Hello Gribov,
I built tesseract from source, and it installed binaries into
/usr/local/bin, and tessdata into /usr/local/share/tessdata. It works fine
when I run Tesseract commands straight from the command line.
When I run it through Tika, I create a TesseractOCRConfig object, and set
the Tesseract Path property to '/usr/local/bin'. This seems to trip things
up in the following method in TesseractOCRParser:
private void setEnv(TesseractOCRConfig config, ProcessBuilder pb) {
if(!config.getTesseractPath().isEmpty()) {
Map<String, String> env = pb.environment();
env.put("TESSDATA_PREFIX", config.getTesseractPath());
}
}
Which indicates that if you manually set the Tesseract path, it assumes
that the executable and the tessdata folder will be located together, and
if you *don't* set it, it will use the system default values. Sure enough,
I ran my code without explicitly setting the path, and it worked.
That's good to know, but there could be situations in which these files are
installed to nonstandard paths, or a situation in which a user wants to
manually set the path based on what OS they're running in.
On Thu, Jul 23, 2015 at 5:17 AM, Konstantin Gribov <[email protected]>
wrote:
> Hi, Christian.
>
> I have tesseract binary in /usr/bin (which is in PATH), its data in
> /usr/share/tessdata and ocr works fine in current Tika release.
>
> Does it fail if tessdata path properly configured when building tesseract
> (default is $PREFIX/share/tessdata)? Or ocr fails only when tessdata is
> placed in non-standard directory which requires start tesseract with
> `/path/to/tesseract --tessdata-dir /path/to/tessdata ...` always?
>
> Providing explicit property for tessdata-dir shouldn't break anything if
> its default would be empty string and `--tessdata-dir` argument wouldn't be
> added to command line if it's empty.
>
>
> чт, 23 июля 2015 г. в 7:42, Mattmann, Chris A (3980) <
> [email protected]>:
>
>> this would be a very welcome change, Christian. Please create a JIRA
>> issue at:
>>
>> http://issues.apache.org/jira/browse/TIKA
>>
>> And update the wiki page here http://wiki.apache.org/tika/TikaOCR
>>
>> Would be happy for you to contribute via SVN and Jira/patch and/or
>> from Github per here:
>>
>> http://github.com/apache/tika/#contributing
>>
>> ++++++++++++++++++++++++++++++++++++++++++++++++++++++++++++++++++
>> Chris Mattmann, Ph.D.
>> Chief Architect
>> Instrument Software and Science Data Systems Section (398)

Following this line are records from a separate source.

use log::{error, info};
use serde::Deserialize;
use std::fs::{self, File};
use std::io;
use std::path::{Path, PathBuf};
use thiserror::Error;

use crate::config::FetchArgs;
use crate::descriptor::DESCRIPTOR_FILE;
use crate::http;

const ARCHIVE_FILE: &str = "snapshot.zip";
const MAX_ARCHIVE_BYTES: u64 = 4 * 1024 * 1024 * 1024;
const MAX_ZIP_ENTRIES: usize = 100_000;
const MAX_ZIP_ENTRY_UNCOMPRESSED_BYTES: u64 = 1024 * 1024 * 1024;
const MAX_ZIP_TOTAL_UNCOMPRESSED_BYTES: u64 = 16 * 1024 * 1024 * 1024;

/// Errors raised while fetching a dataset snapshot.
#[derive(Debug, Error)]
pub enum FetchError {
    #[error("HTTP request failed: {0}")]
    Http(String),
    #[error("Unexpected export response: {0}")]
    Invalid(String),
    #[error("Archive rejected: {0}")]
    Archive(String),
    #[error(transparent)]
    Io(#[from] io::Error),
    #[error(transparent)]
    Zip(#[from] zip::result::ZipError),
}

// Export endpoint response; the hosting service returns the archive
// location once the requested export is materialized.
#[derive(Debug, Deserialize)]
struct ExportResponse {
    export: ExportInfo,
}

#[derive(Debug, Deserialize)]
struct ExportInfo {
    link: String,
}

/// Download a dataset snapshot to local disk.
///
/// All errors are swallowed into a logged message and a `false` return.
pub fn download_dataset(args: &FetchArgs) -> bool {
    match fetch_snapshot(args) {
        Ok(root) => {
            info!("Dataset ready at {}", root.display());
            true
        }
        Err(e) => {
            error!("Error downloading dataset: {e}");
            false
        }
    }
}

fn fetch_snapshot(args: &FetchArgs) -> Result<PathBuf, FetchError> {
    let dest = &args.output_dir;
    if dest.join(DESCRIPTOR_FILE).exists() {
        info!(
            "Dataset already present at {}, skipping download",
            dest.display()
        );
        return Ok(dest.clone());
    }

    info!(
        "Requesting {} export of {}/{} version {}",
        args.format, args.workspace, args.project, args.version
    );
    let link = request_export(args)?;

    fs::create_dir_all(dest)?;
    let archive_path = dest.join(ARCHIVE_FILE);
    download_archive(&link, &archive_path)?;
    extract_archive(&archive_path, dest)?;
    fs::remove_file(&archive_path)?;
    Ok(dest.clone())
}

/// Ask the hosting service for the versioned export and return the
/// archive download link.
pub fn request_export(args: &FetchArgs) -> Result<String, FetchError> {
    let url = format!(
        "{}/{}/{}/{}/{}",
        args.api_url.trim_end_matches('/'),
        args.workspace,
        args.project,
        args.version,
        args.format
    );
    let response = http::agent()
        .get(&url)
        .query("api_key", &args.api_key)
        .set("Accept", "application/json")
        .call()
        .map_err(|e| FetchError::Http(e.to_string()))?;
    let parsed: ExportResponse = response
        .into_json()
        .map_err(|e| FetchError::Invalid(e.to_string()))?;
    Ok(parsed.export.link)
}

// Stream the archive to disk with a hard size cap
fn download_archive(link: &str, archive_path: &Path) -> Result<(), FetchError> {
    let response = http::agent()
        .get(link)
        .call()
        .map_err(|e| FetchError::Http(e.to_string()))?;
    let mut file = File::create(archive_path)?;
    let total = http::copy_response_to_writer(response, &mut file, MAX_ARCHIVE_BYTES)?;
    info!(
        "Downloaded {} bytes to {}",
        total,
        archive_path.display()
    );
    Ok(())
}

/// Unpack the snapshot archive into `dest`.
///
/// Entries that would escape the destination are rejected, as are
/// archives over the entry-count or uncompressed-size limits.
pub fn extract_archive(archive_path: &Path, dest: &Path) -> Result<(), FetchError> {
    let file = File::open(archive_path)?;
    let mut archive = zip::ZipArchive::new(file)?;
    if archive.len() > MAX_ZIP_ENTRIES {
        return Err(FetchError::Archive(format!(
            "archive has {} entries (limit {})",
            archive.len(),
            MAX_ZIP_ENTRIES
        )));
    }

    let mut total_uncompressed = 0u64;
    for index in 0..archive.len() {
        let mut entry = archive.by_index(index)?;
        let Some(relative) = entry.enclosed_name() else {
            return Err(FetchError::Archive(format!(
                "entry '{}' escapes the destination directory",
                entry.name()
            )));
        };
        let out_path = dest.join(relative);

        if entry.is_dir() {
            fs::create_dir_all(&out_path)?;
            continue;
        }
        if entry.size() > MAX_ZIP_ENTRY_UNCOMPRESSED_BYTES {
            return Err(FetchError::Archive(format!(
                "entry '{}' is {} bytes uncompressed (limit {})",
                entry.name(),
                entry.size(),
                MAX_ZIP_ENTRY_UNCOMPRESSED_BYTES
            )));
        }
        total_uncompressed += entry.size();
        if total_uncompressed > MAX_ZIP_TOTAL_UNCOMPRESSED_BYTES {
            return Err(FetchError::Archive(
                "archive exceeds the total uncompressed size limit".to_string(),
            ));
        }

        if let Some(parent) = out_path.parent() {
            fs::create_dir_all(parent)?;
        }
        let mut out = File::create(&out_path)?;
        io::copy(&mut entry, &mut out)?;
    }
    Ok(())
}

#[cfg(test)]
mod tests {
    use super::*;
    use std::io::Write;
    use zip::write::SimpleFileOptions;

    fn write_archive(path: &Path, entries: &[(&str, &str)]) {
        let file = File::create(path).unwrap();
        let mut writer = zip::ZipWriter::new(file);
        let options =
            SimpleFileOptions::default().compression_method(zip::CompressionMethod::Stored);
        for (name, content) in entries {
            writer.start_file(*name, options).unwrap();
            writer.write_all(content.as_bytes()).unwrap();
        }
        writer.finish().unwrap();
    }

    #[test]
    fn extracts_nested_entries() {
        let dir = tempfile::tempdir().unwrap();
        let archive_path = dir.path().join("snapshot.zip");
        write_archive(
            &archive_path,
            &[
                ("data.yaml", "names:\n  - crack\n"),
                ("train/labels/a.txt", "0 0.5 0.5 0.2 0.3\n"),
            ],
        );

        let dest = dir.path().join("dataset");
        fs::create_dir_all(&dest).unwrap();
        extract_archive(&archive_path, &dest).unwrap();

        assert!(dest.join("data.yaml").is_file());
        let label = fs::read_to_string(dest.join("train/labels/a.txt")).unwrap();
        assert_eq!(label, "0 0.5 0.5 0.2 0.3\n");
    }

    #[test]
    fn rejects_path_escaping_entry() {
        let dir = tempfile::tempdir().unwrap();
        let archive_path = dir.path().join("snapshot.zip");
        write_archive(&archive_path, &[("../evil.txt", "nope")]);

        let dest = dir.path().join("dataset");
        fs::create_dir_all(&dest).unwrap();
        let err = extract_archive(&archive_path, &dest).unwrap_err();
        assert!(matches!(err, FetchError::Archive(_)));
        assert!(!dir.path().join("evil.txt").exists());
    }

    #[test]
    fn parses_export_link() {
        let json = r#"{ "export": { "link": "https://example.invalid/archive.zip" }, "progress": 1.0 }"#;
        let parsed: ExportResponse = serde_json::from_str(json).unwrap();
        assert_eq!(parsed.export.link, "https://example.invalid/archive.zip");
    }

    #[test]
    fn download_failure_is_swallowed_into_false() {
        let dir = tempfile::tempdir().unwrap();
        let args = FetchArgs {
            workspace: "bridge-damage".to_string(),
            project: "track-defects".to_string(),
            version: 2,
            format: "yolov11".to_string(),
            api_key: "not-a-key".to_string(),
            // Nothing listens here, so the export request fails fast
            api_url: "http://127.0.0.1:1".to_string(),
            output_dir: dir.path().join("dataset"),
        };
        assert!(!download_dataset(&args));
    }
}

>> NASA Jet Propulsion Laboratory Pasadena, CA 91109 USA
>> Office: 168-519, Mailstop: 168-527
>> Email: [email protected]
>> WWW: http://sunset.usc.edu/~mattmann/
>> ++++++++++++++++++++++++++++++++++++++++++++++++++++++++++++++++++
>> Adjunct Associate Professor, Computer Science Department
>> University of Southern California, Los Angeles, CA 90089 USA
>> ++++++++++++++++++++++++++++++++++++++++++++++++++++++++++++++++++
>>
>>
>>
>>
>>
>> -----Original Message-----
>> From: Christian Wolfe <[email protected]>
>> Reply-To: "[email protected]" <[email protected]>
>> Date: Wednesday, July 22, 2015 at 7:11 PM
>> To: "[email protected]" <[email protected]>
>> Subject: TesseractOCRParser on Linux
>>
>> >Hi folks,
>> >
>> >It looks to me that TesseractOCRParser doesn't work on Linux unless the
>> >Tesseract executable and the 'tessdata' folder are in the same location
>> >on the filesystem. This makes sense in a Windows environment
>> > (where everything is installed together by default), but in linux,
>> >package managers (*and* source code installations) tend to split the
>> >files up across the filesystem.
>> >
>> >
>> >I believe this could be alleviated by creating a second property in
>> >TesseractOCRConfig that points to the 'tessdata' folder separately from
>> >the Tesseract executable. That, or a bit of documentation
>> > that clarifies that the files need to be together.
>> >
>> >
>> >I would be more than willing to work on either solution, but only if the
>> >team considered it worthwhile.
>> >
>> >
>> >Anyway, thanks for making a great library, and for taking time to read
>> >this.
>> >
>>
>> --
> Best regards,
> Konstantin Gribov
>